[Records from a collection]
★ ★ ★

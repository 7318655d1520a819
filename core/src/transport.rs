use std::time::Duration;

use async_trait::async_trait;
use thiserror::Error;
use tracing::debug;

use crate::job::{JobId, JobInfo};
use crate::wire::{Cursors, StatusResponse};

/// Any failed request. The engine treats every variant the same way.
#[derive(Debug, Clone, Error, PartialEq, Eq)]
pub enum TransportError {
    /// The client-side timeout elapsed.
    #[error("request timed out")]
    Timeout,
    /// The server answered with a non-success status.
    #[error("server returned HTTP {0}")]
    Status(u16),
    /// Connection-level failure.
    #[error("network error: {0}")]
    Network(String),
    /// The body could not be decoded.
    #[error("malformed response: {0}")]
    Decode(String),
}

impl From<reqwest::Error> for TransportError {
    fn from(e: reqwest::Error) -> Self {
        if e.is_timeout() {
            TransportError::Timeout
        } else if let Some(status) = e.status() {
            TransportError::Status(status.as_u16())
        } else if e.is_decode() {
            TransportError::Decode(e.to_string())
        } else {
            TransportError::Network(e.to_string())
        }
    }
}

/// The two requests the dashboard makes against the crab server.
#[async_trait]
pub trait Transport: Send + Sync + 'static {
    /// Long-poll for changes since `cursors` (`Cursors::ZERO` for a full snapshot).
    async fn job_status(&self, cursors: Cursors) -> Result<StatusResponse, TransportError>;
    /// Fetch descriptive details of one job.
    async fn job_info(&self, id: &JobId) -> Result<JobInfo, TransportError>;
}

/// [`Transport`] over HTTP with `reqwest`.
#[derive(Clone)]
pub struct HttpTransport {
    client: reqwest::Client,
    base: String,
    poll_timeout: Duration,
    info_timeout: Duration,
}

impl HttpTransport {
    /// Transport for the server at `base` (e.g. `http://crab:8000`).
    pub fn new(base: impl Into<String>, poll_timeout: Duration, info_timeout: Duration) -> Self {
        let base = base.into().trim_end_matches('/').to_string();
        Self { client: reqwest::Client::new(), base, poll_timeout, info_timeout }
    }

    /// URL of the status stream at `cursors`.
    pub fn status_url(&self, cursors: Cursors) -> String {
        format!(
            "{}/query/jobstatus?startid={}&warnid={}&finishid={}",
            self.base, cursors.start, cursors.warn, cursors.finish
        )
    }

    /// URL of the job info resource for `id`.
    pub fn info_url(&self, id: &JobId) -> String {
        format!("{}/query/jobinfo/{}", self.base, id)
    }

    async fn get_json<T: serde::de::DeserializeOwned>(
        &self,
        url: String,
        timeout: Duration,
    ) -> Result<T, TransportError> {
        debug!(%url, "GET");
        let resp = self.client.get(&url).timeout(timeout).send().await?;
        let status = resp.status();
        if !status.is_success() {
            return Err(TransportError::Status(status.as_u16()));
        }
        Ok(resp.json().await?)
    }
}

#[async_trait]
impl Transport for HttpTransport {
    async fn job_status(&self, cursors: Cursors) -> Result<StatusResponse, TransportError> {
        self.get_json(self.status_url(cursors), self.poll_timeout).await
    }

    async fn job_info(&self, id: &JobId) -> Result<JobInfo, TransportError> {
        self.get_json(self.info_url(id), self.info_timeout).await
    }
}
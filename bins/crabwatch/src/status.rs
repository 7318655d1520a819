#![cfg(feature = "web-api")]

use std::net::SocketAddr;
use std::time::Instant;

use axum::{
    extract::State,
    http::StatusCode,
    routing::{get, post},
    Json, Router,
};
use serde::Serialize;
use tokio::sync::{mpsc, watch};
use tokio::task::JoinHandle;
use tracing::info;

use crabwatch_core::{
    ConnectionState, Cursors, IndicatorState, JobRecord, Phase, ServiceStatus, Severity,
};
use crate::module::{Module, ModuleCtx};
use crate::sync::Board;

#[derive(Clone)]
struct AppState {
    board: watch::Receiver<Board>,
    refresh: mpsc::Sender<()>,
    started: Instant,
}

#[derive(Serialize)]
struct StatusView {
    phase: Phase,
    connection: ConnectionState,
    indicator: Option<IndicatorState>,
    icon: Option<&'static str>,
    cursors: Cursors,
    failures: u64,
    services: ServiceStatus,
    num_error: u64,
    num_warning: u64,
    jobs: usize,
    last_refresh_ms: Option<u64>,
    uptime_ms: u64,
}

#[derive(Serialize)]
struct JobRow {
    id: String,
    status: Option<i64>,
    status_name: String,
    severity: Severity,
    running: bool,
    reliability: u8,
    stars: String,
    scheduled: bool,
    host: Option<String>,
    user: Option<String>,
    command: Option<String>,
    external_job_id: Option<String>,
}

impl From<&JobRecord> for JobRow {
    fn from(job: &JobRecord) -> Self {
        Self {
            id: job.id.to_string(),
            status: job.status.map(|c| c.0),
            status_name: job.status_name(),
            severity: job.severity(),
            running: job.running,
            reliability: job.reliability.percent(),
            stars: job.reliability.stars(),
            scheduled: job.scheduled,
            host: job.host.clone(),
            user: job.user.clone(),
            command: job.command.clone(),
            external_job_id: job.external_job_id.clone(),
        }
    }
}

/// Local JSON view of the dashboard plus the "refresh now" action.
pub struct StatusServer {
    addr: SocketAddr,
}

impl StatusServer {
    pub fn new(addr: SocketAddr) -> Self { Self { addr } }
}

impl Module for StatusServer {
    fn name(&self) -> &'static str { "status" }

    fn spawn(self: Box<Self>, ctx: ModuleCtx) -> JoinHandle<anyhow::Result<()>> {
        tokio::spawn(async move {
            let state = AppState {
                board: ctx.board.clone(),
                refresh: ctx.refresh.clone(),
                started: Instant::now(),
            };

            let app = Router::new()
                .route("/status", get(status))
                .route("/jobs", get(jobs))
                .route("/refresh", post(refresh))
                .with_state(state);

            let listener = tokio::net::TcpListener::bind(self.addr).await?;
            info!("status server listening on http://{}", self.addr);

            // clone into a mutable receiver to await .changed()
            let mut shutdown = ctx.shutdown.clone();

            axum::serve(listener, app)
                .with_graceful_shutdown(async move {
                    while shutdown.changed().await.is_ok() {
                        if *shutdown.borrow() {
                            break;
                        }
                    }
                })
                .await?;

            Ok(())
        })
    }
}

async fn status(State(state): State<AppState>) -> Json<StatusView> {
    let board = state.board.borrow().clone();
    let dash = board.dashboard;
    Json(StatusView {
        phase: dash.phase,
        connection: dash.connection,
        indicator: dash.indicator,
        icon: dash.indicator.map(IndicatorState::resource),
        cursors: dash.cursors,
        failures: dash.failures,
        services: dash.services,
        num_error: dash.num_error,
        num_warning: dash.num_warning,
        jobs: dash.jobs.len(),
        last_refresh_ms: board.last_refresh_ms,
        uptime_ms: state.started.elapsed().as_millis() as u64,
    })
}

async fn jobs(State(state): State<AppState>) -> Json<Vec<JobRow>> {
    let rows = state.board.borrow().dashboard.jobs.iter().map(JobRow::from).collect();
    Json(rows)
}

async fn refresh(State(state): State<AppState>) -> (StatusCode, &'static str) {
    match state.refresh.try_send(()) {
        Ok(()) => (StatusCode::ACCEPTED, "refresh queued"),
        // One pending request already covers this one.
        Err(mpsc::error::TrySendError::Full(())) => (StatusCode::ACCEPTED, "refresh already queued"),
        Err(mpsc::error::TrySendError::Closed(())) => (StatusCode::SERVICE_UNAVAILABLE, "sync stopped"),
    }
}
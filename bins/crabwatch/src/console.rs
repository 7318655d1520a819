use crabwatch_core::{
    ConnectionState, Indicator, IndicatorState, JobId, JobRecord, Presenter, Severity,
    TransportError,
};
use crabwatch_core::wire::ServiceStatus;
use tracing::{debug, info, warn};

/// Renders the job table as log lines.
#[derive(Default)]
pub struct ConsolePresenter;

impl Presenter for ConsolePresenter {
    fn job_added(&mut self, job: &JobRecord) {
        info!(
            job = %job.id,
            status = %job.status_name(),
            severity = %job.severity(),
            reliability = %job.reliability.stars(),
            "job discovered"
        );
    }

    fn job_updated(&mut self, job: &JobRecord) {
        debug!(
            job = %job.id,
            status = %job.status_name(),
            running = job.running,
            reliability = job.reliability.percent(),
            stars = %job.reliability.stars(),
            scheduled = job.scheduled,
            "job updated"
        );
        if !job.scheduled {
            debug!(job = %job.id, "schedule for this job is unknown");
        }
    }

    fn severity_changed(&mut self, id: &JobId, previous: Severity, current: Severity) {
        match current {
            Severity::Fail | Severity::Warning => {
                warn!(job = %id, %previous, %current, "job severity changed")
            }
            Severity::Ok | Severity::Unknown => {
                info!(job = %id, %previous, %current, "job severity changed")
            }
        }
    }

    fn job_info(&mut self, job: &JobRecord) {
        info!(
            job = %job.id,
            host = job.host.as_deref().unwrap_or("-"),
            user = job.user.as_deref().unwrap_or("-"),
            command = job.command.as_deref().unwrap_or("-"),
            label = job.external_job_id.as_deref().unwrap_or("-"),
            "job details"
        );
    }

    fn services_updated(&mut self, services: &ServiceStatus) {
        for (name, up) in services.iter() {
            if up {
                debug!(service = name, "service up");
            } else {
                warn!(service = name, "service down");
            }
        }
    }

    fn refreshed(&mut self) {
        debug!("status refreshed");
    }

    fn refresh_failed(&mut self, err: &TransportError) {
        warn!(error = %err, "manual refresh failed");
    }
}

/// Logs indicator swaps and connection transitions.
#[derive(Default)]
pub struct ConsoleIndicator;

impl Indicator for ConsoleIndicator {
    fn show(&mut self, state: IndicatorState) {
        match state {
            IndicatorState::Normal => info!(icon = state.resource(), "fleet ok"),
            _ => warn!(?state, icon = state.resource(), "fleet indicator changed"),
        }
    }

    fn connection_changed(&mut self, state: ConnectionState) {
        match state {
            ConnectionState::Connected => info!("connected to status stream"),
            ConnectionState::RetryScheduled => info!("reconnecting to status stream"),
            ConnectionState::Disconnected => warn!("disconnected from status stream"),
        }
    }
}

★ ★ ★

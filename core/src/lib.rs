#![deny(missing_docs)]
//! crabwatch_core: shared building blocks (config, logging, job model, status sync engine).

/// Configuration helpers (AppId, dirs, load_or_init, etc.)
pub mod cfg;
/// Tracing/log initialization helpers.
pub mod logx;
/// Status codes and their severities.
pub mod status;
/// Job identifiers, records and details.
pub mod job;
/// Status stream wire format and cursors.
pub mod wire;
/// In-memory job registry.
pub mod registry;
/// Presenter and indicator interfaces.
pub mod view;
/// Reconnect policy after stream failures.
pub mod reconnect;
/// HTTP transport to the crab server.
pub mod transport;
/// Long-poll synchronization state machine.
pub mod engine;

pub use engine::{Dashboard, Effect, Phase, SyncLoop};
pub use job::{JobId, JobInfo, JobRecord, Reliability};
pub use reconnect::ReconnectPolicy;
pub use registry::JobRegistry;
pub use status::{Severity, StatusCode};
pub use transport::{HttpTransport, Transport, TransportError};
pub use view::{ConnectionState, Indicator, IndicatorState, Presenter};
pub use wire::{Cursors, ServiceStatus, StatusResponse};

★ ★ ★

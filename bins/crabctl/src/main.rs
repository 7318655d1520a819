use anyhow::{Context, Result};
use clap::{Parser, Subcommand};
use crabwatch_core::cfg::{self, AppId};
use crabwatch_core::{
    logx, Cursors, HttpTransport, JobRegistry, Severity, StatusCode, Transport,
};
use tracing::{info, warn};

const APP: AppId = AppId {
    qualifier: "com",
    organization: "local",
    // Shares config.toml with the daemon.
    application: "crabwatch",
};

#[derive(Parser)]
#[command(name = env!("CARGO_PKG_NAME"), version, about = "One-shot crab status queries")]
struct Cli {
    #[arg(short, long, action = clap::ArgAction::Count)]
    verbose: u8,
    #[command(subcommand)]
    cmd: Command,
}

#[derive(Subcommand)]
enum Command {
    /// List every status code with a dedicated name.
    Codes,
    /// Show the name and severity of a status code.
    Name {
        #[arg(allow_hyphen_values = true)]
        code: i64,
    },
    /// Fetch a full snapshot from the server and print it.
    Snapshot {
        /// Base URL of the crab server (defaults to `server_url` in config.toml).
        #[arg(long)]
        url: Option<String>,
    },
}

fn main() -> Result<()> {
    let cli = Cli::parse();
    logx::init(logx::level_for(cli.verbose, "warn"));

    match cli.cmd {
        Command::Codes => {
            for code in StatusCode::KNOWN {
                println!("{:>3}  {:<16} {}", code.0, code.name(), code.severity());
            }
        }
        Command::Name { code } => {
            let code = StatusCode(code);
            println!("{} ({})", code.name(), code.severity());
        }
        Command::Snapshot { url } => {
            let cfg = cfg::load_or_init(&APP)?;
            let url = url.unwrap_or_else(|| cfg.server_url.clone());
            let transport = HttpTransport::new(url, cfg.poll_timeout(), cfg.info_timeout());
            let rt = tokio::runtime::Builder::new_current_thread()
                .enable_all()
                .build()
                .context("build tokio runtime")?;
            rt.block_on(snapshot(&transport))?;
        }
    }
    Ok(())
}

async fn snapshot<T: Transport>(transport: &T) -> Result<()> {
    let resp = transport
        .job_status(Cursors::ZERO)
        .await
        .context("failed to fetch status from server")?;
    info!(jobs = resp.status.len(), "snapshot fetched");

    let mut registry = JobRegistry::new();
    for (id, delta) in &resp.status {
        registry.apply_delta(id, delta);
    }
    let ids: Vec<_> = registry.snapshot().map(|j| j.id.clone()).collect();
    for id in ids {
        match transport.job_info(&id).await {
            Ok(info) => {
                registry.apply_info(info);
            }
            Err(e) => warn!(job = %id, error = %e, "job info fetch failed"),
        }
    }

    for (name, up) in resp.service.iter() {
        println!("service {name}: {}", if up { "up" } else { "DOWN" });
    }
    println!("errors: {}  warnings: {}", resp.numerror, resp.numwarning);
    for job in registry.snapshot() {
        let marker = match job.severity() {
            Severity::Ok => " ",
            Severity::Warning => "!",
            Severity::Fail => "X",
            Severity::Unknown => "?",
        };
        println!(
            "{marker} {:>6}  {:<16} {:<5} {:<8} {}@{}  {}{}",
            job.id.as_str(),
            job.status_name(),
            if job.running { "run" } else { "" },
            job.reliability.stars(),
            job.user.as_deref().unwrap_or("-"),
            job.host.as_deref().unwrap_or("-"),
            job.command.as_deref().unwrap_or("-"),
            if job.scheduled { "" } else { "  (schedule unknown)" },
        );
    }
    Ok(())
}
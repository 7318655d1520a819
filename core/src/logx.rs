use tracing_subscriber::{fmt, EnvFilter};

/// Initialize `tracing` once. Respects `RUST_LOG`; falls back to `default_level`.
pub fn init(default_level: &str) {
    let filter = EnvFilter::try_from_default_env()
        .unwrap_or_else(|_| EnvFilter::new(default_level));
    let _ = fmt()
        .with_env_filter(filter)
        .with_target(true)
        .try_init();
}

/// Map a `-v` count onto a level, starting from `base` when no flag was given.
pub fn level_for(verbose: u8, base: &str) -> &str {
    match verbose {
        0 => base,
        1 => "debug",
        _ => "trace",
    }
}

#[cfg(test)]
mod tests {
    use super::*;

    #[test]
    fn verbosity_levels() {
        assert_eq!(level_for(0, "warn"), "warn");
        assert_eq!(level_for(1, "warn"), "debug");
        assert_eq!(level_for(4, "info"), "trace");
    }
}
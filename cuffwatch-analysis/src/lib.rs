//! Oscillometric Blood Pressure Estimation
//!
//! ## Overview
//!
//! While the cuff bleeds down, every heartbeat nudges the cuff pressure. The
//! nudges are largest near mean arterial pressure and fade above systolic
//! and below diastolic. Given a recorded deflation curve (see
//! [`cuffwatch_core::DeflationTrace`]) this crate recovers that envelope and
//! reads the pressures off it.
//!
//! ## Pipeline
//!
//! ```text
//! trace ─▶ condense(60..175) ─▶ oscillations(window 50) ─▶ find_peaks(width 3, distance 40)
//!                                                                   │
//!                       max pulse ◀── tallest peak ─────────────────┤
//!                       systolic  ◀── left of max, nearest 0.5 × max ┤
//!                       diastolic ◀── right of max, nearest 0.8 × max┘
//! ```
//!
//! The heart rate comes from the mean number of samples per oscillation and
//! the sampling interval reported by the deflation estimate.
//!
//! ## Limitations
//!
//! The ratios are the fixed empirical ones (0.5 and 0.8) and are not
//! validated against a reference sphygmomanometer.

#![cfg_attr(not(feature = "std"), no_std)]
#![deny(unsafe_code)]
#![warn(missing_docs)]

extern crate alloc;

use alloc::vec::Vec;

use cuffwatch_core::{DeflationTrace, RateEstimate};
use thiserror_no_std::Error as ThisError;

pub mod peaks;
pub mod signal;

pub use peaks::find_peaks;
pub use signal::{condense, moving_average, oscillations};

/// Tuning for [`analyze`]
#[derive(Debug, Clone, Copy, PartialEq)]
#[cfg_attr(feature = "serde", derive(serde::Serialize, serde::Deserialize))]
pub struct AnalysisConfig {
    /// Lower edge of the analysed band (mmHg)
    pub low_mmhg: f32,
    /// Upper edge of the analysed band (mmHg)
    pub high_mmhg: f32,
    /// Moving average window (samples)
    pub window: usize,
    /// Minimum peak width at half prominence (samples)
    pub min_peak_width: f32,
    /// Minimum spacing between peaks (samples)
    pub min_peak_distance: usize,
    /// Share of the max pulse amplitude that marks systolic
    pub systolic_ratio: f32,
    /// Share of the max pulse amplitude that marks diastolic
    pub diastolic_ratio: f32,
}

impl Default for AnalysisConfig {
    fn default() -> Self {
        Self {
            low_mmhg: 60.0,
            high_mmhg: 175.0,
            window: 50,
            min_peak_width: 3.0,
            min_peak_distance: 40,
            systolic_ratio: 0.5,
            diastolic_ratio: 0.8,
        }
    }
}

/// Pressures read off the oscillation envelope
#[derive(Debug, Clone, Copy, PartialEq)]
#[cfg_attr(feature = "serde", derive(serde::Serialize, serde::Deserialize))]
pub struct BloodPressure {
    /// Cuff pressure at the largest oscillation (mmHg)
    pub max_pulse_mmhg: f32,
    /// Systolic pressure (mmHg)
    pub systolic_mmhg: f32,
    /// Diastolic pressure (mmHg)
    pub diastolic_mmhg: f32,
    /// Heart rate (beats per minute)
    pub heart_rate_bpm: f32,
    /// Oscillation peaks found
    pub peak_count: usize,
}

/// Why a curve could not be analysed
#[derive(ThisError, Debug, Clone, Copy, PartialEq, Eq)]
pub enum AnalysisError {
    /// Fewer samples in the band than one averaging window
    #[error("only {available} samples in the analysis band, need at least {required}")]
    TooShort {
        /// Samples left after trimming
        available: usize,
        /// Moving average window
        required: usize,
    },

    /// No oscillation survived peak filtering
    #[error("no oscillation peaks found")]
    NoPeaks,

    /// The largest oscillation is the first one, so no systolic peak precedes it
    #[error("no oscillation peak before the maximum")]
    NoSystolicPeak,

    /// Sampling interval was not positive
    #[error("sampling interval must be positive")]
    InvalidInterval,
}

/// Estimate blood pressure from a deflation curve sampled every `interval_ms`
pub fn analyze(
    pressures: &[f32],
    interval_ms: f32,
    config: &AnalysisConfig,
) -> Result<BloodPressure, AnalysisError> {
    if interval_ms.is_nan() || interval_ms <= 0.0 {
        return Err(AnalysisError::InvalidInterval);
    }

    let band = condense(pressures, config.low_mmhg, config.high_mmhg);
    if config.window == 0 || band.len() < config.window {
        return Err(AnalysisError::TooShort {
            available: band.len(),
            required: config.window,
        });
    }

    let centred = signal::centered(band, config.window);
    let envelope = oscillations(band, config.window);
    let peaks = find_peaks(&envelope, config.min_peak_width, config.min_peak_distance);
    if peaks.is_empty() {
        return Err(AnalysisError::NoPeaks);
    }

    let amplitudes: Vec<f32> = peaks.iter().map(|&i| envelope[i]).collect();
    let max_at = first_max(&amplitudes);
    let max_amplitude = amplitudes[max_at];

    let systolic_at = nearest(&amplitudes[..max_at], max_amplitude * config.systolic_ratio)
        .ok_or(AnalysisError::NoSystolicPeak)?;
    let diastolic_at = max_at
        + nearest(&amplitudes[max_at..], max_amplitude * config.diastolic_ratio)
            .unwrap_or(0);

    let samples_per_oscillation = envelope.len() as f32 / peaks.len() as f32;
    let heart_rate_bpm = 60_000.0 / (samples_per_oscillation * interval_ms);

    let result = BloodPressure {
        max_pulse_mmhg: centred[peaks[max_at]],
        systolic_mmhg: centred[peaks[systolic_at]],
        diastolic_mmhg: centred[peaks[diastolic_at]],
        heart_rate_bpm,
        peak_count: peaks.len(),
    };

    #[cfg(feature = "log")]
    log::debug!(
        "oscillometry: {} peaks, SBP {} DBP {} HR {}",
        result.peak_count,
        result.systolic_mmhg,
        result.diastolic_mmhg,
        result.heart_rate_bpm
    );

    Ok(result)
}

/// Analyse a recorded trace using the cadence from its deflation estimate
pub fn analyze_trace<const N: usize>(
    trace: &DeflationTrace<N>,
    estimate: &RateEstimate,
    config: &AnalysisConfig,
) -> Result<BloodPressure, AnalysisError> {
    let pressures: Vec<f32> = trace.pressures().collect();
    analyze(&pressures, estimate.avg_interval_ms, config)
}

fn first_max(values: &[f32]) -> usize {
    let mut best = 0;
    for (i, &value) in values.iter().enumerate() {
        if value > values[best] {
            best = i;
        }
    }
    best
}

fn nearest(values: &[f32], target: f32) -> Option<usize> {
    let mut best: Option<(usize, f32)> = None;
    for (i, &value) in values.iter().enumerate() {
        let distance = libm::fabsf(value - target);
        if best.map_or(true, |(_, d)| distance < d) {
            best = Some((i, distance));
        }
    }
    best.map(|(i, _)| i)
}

★ ★ ★

Pull every line containing "NoPeaks" out of the entries.

# ANSWER TO THIS PROBLEM:
    NoPeaks,
        return Err(AnalysisError::NoPeaks);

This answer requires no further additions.